→ **GIVEN DATA**
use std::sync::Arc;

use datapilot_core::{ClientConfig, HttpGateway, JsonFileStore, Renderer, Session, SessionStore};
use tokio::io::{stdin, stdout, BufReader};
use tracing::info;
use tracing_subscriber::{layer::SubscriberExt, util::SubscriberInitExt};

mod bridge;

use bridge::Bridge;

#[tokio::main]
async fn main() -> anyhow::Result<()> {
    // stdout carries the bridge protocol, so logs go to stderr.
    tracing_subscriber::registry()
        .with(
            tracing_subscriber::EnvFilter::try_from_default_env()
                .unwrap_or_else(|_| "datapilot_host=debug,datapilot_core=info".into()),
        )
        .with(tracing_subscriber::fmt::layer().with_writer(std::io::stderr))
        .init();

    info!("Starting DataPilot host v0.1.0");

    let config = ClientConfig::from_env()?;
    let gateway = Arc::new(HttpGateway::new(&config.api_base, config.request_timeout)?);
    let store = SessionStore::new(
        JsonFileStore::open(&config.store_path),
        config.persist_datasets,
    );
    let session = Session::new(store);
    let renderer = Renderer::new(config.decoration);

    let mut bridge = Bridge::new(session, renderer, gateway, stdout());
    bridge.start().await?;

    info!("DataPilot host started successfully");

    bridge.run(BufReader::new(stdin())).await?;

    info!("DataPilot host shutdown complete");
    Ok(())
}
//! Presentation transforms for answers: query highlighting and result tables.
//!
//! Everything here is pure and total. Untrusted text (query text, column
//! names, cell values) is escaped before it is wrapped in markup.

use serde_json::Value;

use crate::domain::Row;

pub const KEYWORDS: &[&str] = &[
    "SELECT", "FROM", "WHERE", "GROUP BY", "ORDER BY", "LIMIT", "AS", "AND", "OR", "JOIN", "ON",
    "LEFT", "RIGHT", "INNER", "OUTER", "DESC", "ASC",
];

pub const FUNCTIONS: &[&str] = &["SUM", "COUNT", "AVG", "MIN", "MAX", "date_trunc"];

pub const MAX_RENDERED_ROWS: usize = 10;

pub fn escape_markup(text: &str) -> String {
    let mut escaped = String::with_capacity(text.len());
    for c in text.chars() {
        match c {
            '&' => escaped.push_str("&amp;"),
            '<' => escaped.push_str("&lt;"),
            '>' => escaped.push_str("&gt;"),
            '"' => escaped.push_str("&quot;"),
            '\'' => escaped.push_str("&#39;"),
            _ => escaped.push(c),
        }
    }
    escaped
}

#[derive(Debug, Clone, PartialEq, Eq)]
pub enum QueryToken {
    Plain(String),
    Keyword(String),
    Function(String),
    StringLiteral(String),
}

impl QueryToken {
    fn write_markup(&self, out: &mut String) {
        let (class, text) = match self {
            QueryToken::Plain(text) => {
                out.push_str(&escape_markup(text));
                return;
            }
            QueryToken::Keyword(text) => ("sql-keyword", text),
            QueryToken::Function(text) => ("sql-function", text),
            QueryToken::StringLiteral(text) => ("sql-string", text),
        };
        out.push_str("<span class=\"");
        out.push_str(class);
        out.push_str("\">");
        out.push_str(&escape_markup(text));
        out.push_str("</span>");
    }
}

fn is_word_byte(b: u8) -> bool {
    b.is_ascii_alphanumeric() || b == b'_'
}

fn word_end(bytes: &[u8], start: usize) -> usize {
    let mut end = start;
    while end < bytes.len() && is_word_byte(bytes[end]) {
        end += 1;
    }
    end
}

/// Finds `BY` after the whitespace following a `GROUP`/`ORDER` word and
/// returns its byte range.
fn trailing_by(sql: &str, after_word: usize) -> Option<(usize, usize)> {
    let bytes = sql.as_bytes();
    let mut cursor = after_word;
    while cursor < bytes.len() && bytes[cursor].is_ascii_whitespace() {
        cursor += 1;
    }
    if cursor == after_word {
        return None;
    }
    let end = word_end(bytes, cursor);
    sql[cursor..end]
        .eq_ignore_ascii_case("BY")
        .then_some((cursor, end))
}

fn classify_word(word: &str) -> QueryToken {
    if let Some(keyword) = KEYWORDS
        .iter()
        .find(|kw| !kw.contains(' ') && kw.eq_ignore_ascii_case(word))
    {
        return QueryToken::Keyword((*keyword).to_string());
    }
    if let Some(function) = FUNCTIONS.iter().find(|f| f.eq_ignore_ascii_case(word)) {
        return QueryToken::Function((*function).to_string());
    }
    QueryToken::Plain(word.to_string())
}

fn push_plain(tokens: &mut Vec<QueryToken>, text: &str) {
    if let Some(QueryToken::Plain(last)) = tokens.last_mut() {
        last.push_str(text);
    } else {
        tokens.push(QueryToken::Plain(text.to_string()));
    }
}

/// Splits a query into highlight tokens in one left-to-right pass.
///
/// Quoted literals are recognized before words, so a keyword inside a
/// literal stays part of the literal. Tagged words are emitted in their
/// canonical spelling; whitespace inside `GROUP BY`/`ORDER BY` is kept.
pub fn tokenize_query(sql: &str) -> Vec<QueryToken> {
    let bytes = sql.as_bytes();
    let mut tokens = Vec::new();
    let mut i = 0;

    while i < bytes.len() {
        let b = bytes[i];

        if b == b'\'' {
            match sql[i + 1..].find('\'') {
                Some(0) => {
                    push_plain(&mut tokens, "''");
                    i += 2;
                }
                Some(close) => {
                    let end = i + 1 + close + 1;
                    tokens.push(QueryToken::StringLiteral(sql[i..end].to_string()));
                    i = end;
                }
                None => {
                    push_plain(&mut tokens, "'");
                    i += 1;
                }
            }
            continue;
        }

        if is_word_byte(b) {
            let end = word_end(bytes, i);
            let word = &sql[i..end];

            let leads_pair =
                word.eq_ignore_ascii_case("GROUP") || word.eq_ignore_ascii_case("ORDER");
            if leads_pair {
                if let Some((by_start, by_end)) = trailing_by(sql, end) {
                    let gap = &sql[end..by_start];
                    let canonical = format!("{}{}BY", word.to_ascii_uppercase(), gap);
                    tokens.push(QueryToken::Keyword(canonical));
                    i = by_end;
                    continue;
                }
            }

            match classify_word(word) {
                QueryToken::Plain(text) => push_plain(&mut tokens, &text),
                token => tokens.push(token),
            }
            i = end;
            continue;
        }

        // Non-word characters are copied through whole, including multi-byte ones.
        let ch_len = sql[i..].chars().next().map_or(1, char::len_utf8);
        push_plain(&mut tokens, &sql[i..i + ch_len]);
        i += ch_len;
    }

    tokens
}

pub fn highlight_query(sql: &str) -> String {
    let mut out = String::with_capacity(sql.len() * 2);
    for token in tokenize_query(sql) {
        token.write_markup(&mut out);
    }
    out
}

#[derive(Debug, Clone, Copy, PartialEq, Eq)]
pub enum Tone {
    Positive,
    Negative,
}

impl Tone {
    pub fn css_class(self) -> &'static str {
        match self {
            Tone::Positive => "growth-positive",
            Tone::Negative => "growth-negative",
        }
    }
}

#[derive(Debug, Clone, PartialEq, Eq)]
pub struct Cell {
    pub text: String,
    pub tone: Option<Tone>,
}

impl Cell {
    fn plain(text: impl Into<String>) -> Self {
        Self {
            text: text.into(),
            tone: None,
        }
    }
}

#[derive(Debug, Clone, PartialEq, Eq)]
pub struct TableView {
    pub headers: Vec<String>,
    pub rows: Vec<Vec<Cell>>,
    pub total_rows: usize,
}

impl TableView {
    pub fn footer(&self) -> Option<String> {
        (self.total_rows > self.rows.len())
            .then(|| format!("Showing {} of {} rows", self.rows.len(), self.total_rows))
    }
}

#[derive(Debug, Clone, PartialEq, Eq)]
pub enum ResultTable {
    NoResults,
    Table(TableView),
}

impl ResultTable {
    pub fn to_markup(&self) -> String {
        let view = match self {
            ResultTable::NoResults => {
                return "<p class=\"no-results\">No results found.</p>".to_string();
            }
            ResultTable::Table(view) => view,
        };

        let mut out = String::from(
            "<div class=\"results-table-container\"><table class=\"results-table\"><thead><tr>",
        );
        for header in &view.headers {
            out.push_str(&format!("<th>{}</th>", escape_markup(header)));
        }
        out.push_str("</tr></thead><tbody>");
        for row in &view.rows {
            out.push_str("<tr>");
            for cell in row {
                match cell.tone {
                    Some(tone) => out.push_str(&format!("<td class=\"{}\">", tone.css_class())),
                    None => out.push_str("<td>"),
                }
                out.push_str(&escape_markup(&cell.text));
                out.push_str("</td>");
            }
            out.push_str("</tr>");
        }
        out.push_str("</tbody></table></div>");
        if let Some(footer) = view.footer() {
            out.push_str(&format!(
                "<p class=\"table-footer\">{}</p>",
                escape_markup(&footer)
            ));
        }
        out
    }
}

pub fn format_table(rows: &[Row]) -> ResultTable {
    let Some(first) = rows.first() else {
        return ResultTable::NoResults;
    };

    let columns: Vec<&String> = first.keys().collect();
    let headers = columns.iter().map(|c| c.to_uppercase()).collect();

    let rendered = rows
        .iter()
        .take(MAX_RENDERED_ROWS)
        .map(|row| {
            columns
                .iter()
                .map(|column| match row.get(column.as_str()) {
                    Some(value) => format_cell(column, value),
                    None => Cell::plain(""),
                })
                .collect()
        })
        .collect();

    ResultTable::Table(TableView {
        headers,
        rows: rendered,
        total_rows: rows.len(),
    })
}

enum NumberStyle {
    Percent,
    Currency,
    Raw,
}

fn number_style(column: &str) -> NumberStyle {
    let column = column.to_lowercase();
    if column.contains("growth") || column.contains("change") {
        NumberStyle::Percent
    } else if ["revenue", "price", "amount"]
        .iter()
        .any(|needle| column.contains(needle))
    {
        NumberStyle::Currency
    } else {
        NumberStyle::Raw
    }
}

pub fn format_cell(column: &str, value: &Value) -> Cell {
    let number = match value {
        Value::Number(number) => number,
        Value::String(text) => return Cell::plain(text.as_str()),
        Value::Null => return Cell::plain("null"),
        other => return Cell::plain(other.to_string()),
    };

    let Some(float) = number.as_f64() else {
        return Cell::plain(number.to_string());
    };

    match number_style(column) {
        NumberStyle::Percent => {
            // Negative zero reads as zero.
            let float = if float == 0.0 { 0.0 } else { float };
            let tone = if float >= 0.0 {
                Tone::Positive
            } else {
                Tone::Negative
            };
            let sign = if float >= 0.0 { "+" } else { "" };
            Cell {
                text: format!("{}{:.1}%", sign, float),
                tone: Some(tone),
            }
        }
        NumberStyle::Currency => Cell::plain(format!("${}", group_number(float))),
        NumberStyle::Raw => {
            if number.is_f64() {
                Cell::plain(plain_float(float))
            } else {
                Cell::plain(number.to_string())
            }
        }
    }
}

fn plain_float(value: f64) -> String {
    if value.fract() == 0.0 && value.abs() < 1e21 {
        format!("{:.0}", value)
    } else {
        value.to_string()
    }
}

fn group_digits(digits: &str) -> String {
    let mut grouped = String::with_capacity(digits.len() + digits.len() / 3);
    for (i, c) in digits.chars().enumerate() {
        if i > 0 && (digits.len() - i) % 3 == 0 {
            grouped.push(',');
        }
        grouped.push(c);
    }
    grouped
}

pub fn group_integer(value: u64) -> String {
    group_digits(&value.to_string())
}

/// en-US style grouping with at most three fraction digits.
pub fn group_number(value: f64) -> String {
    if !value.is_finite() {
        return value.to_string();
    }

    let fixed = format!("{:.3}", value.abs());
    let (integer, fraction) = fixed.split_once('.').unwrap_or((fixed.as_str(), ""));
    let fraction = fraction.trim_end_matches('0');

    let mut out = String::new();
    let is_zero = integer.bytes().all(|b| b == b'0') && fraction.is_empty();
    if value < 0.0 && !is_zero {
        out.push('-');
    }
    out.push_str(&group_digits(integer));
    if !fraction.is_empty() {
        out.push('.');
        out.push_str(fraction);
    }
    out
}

→ **PROBLEM TO SOLVE**
Begin with the first line of the data above and, please, print each line exactly until you have printed the line containing "async fn main()"; print nothing else.

→ **ANSWER SPACE**
use std::sync::Arc;

use datapilot_core::{ClientConfig, HttpGateway, JsonFileStore, Renderer, Session, SessionStore};
use tokio::io::{stdin, stdout, BufReader};
use tracing::info;
use tracing_subscriber::{layer::SubscriberExt, util::SubscriberInitExt};

mod bridge;

use bridge::Bridge;

#[tokio::main]
async fn main() -> anyhow::Result<()> {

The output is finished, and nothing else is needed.